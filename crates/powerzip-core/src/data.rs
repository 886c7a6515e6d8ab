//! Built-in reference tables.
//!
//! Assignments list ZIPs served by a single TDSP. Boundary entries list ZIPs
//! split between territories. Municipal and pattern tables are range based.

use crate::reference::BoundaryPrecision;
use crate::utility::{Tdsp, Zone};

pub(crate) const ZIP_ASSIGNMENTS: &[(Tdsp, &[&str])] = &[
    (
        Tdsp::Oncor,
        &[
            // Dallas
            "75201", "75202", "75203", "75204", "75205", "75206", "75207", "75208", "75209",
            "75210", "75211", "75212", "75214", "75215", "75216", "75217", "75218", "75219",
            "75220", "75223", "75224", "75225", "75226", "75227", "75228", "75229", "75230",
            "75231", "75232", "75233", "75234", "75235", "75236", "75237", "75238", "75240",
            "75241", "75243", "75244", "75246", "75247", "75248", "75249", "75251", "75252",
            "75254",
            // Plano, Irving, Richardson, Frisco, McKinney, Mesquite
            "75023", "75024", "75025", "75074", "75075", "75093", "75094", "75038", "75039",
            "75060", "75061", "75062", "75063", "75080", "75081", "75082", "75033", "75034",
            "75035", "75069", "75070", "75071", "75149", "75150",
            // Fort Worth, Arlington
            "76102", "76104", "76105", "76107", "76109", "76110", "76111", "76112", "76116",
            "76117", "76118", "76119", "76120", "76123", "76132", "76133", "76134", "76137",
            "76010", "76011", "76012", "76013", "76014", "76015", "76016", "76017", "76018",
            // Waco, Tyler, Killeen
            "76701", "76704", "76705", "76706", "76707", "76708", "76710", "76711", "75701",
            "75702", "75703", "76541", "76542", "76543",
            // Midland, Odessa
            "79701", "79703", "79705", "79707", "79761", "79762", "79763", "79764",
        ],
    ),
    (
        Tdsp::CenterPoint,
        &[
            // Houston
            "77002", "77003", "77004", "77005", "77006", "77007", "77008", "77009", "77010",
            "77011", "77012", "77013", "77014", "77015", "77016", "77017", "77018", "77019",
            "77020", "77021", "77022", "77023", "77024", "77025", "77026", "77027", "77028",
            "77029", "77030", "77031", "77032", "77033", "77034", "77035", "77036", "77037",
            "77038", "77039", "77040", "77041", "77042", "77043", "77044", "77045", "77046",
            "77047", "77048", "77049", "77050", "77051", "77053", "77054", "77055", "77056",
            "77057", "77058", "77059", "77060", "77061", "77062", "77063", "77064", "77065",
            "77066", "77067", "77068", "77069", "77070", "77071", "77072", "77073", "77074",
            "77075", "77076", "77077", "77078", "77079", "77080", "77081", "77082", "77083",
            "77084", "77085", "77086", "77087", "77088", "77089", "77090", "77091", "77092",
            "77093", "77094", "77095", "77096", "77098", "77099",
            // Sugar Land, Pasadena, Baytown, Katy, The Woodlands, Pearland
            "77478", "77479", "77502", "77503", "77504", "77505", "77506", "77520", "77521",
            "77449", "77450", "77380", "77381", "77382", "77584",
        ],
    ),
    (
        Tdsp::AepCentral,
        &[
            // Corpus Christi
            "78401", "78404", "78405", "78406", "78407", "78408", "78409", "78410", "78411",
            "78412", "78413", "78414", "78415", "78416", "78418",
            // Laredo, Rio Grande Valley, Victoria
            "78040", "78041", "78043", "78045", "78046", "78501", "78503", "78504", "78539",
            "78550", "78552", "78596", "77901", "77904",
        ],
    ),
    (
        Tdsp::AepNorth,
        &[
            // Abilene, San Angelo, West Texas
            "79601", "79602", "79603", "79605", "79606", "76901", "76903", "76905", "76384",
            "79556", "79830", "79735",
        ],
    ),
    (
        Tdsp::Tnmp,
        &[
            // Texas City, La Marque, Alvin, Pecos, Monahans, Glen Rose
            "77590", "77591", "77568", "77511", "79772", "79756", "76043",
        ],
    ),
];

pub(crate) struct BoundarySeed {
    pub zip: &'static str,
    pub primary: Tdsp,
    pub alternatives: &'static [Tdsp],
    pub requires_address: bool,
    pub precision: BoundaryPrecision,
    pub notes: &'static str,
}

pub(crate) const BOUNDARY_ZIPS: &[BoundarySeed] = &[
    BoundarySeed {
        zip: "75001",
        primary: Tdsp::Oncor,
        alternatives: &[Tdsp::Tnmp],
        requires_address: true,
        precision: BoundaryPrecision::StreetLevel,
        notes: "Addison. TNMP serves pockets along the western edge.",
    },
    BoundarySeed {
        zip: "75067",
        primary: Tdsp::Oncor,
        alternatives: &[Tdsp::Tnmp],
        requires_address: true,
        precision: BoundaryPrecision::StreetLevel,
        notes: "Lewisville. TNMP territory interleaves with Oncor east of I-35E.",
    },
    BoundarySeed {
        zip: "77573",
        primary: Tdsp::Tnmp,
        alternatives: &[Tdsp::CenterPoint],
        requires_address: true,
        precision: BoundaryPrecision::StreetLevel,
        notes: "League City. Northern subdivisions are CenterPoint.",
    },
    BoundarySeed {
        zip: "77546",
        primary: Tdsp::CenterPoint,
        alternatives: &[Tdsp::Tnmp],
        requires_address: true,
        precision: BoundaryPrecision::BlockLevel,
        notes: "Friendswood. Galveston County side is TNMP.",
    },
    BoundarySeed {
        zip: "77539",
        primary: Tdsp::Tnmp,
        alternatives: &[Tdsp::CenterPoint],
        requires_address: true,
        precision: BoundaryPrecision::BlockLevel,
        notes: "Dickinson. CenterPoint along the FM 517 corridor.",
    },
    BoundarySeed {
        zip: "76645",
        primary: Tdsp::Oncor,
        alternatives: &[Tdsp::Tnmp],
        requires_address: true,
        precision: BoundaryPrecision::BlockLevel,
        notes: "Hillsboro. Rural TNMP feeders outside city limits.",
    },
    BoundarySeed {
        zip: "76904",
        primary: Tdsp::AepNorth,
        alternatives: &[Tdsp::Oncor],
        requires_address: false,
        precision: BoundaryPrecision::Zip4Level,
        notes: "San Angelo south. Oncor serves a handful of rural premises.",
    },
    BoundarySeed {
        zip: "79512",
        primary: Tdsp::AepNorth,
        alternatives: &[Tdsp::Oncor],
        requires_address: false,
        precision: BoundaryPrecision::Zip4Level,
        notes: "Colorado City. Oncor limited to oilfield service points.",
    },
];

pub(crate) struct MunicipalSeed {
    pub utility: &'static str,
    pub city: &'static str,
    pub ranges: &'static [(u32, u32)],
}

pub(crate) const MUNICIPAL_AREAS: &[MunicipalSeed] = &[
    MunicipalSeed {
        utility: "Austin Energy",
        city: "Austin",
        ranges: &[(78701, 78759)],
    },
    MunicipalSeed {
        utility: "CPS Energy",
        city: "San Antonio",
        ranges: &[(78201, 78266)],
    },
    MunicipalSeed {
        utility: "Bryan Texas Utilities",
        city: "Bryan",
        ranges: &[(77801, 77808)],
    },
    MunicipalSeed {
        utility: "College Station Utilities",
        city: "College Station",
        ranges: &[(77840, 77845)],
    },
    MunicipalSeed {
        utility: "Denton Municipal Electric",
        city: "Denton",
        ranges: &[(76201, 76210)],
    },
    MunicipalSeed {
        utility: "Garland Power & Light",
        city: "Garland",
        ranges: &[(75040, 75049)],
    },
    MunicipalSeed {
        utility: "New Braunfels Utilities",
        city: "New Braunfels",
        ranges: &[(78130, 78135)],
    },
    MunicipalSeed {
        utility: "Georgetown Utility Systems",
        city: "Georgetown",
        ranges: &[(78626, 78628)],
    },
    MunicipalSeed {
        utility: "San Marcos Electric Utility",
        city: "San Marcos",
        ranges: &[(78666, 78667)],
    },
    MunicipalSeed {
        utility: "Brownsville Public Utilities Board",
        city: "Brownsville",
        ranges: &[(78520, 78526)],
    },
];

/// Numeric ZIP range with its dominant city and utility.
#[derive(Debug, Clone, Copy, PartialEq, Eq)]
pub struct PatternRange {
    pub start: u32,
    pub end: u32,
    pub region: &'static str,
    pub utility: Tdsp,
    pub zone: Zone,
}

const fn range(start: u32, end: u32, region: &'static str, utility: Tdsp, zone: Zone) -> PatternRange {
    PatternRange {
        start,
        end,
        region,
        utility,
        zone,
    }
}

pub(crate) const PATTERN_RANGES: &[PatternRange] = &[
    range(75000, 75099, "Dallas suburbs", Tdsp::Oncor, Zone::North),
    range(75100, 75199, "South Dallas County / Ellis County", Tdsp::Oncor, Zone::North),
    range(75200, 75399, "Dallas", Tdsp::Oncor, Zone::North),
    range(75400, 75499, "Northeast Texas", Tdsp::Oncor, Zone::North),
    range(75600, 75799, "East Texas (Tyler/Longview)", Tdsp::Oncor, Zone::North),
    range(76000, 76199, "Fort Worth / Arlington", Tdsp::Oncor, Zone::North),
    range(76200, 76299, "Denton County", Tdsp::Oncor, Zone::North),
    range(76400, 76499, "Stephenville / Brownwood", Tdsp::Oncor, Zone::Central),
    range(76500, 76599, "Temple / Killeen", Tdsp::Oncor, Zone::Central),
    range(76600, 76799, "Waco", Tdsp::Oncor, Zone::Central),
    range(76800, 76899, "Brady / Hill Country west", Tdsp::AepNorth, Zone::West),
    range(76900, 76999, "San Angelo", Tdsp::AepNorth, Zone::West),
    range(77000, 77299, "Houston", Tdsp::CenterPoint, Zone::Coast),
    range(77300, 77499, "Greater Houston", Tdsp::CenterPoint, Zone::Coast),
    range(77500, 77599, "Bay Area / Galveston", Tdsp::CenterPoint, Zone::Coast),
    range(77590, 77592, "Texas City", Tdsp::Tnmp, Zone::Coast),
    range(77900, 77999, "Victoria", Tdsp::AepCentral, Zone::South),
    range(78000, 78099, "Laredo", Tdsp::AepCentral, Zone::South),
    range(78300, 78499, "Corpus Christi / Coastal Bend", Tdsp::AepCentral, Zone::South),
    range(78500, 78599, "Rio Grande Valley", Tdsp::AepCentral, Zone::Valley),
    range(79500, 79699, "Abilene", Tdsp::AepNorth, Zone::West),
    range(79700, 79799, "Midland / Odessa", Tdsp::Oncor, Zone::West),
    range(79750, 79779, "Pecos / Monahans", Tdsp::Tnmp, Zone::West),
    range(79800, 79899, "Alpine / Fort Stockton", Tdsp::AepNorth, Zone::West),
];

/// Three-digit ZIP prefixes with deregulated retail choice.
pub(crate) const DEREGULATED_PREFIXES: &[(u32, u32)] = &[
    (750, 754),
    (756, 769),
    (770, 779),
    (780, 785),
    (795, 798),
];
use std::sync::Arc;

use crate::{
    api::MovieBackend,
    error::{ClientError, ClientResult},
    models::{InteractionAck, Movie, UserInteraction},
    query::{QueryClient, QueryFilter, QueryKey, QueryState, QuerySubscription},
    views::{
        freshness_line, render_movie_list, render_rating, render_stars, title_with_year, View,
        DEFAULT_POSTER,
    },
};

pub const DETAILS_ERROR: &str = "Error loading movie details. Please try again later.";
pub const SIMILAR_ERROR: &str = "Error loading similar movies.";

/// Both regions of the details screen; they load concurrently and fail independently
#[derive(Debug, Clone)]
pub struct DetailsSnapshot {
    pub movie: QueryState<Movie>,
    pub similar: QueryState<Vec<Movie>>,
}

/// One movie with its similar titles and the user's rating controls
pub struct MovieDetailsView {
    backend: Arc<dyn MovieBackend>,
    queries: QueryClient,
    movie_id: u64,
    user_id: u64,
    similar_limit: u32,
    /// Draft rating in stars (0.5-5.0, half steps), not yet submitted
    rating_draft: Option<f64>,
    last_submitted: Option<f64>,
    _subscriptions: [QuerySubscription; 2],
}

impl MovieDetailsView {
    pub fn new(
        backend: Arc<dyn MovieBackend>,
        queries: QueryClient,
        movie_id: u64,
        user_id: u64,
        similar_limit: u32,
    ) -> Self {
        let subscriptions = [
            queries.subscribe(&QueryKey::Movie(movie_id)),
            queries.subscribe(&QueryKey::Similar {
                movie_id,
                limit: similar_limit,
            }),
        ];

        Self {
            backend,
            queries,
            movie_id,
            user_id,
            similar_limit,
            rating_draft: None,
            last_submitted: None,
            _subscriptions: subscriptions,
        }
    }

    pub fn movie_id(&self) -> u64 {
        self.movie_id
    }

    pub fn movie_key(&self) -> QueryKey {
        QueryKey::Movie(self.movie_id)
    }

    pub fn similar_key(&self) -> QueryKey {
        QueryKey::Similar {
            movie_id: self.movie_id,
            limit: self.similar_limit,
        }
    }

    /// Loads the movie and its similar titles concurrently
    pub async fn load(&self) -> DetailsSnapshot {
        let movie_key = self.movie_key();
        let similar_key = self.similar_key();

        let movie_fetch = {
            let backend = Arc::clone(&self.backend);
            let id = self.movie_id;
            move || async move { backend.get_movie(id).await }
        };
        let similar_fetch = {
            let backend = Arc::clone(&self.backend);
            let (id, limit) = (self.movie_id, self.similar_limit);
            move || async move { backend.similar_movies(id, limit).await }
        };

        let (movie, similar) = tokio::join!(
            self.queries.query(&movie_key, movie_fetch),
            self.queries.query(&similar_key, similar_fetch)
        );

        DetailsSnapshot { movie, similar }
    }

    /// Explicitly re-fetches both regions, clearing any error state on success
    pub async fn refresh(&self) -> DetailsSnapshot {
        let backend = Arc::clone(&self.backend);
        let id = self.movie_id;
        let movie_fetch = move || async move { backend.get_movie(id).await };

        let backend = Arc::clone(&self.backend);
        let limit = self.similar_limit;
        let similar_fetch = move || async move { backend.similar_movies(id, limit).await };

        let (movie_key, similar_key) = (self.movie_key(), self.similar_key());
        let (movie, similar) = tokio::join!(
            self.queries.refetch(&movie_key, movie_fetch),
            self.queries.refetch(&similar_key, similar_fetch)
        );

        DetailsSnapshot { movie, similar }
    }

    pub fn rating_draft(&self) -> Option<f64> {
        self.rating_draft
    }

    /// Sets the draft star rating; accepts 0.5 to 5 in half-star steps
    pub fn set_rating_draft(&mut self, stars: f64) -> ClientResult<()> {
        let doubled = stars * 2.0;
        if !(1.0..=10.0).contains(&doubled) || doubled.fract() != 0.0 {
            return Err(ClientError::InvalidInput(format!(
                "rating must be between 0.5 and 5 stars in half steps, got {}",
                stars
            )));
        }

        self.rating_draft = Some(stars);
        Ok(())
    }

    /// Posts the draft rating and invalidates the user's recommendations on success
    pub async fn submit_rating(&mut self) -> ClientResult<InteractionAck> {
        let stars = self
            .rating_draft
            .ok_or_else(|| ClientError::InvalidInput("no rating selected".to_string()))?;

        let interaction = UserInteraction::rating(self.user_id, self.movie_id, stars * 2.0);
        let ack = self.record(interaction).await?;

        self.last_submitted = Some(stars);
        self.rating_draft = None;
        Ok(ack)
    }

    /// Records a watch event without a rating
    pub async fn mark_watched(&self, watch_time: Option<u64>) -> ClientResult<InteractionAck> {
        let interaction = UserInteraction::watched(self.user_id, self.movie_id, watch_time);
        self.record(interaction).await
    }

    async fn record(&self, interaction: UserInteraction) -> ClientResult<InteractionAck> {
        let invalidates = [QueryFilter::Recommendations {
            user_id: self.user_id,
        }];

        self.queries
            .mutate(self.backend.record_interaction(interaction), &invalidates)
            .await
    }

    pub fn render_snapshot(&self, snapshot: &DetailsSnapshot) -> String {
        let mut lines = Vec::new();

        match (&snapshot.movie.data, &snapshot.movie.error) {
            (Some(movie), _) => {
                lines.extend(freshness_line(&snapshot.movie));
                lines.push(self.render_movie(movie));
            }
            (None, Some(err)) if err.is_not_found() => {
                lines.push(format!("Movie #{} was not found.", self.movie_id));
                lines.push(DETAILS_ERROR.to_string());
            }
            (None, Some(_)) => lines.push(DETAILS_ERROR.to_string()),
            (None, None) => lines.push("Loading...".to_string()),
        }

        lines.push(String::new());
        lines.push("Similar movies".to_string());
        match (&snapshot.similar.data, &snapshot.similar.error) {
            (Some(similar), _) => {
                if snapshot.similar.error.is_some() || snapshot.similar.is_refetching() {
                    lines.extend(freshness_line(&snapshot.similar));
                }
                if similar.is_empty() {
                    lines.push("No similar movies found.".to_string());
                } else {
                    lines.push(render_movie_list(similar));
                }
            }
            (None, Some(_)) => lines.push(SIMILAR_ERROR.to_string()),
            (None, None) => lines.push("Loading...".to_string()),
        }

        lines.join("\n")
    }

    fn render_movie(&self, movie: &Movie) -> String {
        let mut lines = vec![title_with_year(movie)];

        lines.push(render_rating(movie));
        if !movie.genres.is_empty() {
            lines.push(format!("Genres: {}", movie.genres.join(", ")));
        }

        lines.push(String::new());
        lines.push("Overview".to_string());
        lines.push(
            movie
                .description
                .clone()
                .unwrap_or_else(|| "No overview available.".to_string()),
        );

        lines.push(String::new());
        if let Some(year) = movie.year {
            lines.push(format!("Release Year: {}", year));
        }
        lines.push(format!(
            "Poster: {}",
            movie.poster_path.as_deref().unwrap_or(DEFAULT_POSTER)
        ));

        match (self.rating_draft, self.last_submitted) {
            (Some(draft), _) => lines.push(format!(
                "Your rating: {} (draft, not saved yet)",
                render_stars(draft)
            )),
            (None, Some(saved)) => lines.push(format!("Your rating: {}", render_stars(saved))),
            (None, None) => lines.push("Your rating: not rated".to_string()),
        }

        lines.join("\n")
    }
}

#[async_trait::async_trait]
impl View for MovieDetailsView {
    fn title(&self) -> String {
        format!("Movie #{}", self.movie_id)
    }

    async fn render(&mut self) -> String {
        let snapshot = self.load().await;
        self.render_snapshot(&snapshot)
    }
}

DIRECTIONS — Going through the listing above, copy out every line that has the string "Electric".

SOLUTION TO THE EXERCISE —
        utility: "Denton Municipal Electric",
        utility: "San Marcos Electric Utility",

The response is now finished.